> DATASET CONTENT
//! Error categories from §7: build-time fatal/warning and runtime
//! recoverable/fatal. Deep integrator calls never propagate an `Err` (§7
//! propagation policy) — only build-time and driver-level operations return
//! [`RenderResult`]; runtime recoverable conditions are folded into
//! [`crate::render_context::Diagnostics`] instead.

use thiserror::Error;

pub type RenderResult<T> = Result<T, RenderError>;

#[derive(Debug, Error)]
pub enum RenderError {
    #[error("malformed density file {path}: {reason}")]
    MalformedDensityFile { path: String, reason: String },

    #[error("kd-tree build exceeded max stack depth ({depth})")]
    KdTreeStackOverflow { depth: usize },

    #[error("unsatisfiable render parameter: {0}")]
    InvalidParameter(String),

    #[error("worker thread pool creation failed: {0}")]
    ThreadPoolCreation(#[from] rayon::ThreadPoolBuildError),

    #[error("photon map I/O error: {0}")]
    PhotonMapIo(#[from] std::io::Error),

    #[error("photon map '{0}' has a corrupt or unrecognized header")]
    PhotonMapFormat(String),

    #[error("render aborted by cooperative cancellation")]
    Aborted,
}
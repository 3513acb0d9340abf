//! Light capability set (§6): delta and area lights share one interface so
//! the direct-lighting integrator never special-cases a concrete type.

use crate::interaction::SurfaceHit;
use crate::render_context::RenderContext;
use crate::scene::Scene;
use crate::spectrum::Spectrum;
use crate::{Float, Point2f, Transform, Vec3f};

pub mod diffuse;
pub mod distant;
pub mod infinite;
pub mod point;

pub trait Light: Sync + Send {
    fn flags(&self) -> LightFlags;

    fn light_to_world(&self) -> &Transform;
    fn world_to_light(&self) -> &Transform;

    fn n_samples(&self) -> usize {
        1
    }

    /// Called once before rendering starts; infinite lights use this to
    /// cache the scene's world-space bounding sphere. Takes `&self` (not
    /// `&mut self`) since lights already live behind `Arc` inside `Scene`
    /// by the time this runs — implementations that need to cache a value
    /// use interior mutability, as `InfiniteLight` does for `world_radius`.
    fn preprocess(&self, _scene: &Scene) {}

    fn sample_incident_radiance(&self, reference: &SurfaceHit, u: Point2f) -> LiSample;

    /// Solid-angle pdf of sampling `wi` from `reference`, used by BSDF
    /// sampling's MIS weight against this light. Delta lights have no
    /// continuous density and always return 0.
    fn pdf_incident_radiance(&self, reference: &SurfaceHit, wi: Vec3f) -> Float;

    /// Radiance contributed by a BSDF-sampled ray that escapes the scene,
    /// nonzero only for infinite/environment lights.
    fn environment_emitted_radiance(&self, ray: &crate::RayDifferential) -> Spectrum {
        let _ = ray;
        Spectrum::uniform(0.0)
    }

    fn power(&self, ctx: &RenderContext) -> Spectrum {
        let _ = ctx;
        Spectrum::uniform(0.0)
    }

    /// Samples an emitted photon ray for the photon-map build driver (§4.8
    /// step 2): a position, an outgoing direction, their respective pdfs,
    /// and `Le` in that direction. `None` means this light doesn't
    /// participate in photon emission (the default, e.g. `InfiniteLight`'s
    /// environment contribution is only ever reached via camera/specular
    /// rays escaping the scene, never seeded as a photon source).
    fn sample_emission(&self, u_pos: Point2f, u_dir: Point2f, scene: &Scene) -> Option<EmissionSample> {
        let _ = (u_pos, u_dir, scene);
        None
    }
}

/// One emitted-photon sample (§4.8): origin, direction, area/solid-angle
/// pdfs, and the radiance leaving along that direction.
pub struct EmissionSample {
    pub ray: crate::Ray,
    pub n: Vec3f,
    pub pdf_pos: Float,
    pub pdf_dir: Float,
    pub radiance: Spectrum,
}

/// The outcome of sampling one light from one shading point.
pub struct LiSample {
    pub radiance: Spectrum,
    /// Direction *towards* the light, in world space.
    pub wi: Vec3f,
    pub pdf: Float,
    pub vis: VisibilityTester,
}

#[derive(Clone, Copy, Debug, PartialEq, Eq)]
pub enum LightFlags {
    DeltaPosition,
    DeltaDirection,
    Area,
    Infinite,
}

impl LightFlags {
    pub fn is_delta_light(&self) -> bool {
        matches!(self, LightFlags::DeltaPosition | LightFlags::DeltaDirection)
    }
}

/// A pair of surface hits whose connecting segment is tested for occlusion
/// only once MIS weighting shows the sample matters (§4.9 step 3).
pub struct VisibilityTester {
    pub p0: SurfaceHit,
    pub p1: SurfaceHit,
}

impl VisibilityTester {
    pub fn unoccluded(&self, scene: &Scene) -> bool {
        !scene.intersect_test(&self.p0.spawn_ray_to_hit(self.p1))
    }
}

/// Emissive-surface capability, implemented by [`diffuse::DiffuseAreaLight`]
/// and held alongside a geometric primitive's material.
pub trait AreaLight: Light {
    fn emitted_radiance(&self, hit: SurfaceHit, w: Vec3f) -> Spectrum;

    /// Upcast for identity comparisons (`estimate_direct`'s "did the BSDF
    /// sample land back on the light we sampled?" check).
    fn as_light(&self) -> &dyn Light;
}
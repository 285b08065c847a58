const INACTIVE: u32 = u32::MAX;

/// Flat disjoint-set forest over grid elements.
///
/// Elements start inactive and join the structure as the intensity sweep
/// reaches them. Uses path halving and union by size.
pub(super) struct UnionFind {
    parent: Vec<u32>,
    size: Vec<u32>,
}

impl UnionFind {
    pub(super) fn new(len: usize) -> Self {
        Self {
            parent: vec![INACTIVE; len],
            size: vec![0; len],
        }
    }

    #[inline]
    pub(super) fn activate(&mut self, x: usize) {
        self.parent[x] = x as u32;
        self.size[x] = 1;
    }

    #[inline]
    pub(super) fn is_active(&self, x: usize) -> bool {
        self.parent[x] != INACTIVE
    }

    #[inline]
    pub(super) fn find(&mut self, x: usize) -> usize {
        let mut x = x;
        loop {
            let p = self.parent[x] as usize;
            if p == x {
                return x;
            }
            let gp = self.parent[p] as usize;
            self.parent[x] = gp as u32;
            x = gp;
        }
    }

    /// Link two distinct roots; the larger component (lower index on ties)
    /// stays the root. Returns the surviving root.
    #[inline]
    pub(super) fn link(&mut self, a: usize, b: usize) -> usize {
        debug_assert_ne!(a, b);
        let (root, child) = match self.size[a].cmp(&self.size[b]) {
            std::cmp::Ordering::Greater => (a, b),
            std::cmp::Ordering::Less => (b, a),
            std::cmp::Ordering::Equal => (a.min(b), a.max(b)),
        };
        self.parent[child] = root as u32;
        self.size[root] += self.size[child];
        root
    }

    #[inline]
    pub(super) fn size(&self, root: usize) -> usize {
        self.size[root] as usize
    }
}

> ASSIGNMENT
The answer must be the line containing "sample land back" and every line after it through the end of the records, repeated exactly.

> RESULT OF THIS EXERCISE
    /// sample land back on the light we sampled?" check).
    fn as_light(&self) -> &dyn Light;
}
repository 285b08065c847a58
const INACTIVE: u32 = u32::MAX;

/// Flat disjoint-set forest over grid elements.
///
/// Elements start inactive and join the structure as the intensity sweep
/// reaches them. Uses path halving and union by size.
pub(super) struct UnionFind {
    parent: Vec<u32>,
    size: Vec<u32>,
}

impl UnionFind {
    pub(super) fn new(len: usize) -> Self {
        Self {
            parent: vec![INACTIVE; len],
            size: vec![0; len],
        }
    }

    #[inline]
    pub(super) fn activate(&mut self, x: usize) {
        self.parent[x] = x as u32;
        self.size[x] = 1;
    }

    #[inline]
    pub(super) fn is_active(&self, x: usize) -> bool {
        self.parent[x] != INACTIVE
    }

    #[inline]
    pub(super) fn find(&mut self, x: usize) -> usize {
        let mut x = x;
        loop {
            let p = self.parent[x] as usize;
            if p == x {
                return x;
            }
            let gp = self.parent[p] as usize;
            self.parent[x] = gp as u32;
            x = gp;
        }
    }

    /// Link two distinct roots; the larger component (lower index on ties)
    /// stays the root. Returns the surviving root.
    #[inline]
    pub(super) fn link(&mut self, a: usize, b: usize) -> usize {
        debug_assert_ne!(a, b);
        let (root, child) = match self.size[a].cmp(&self.size[b]) {
            std::cmp::Ordering::Greater => (a, b),
            std::cmp::Ordering::Less => (b, a),
            std::cmp::Ordering::Equal => (a.min(b), a.max(b)),
        };
        self.parent[child] = root as u32;
        self.size[root] += self.size[child];
        root
    }

    #[inline]
    pub(super) fn size(&self, root: usize) -> usize {
        self.size[root] as usize
    }
}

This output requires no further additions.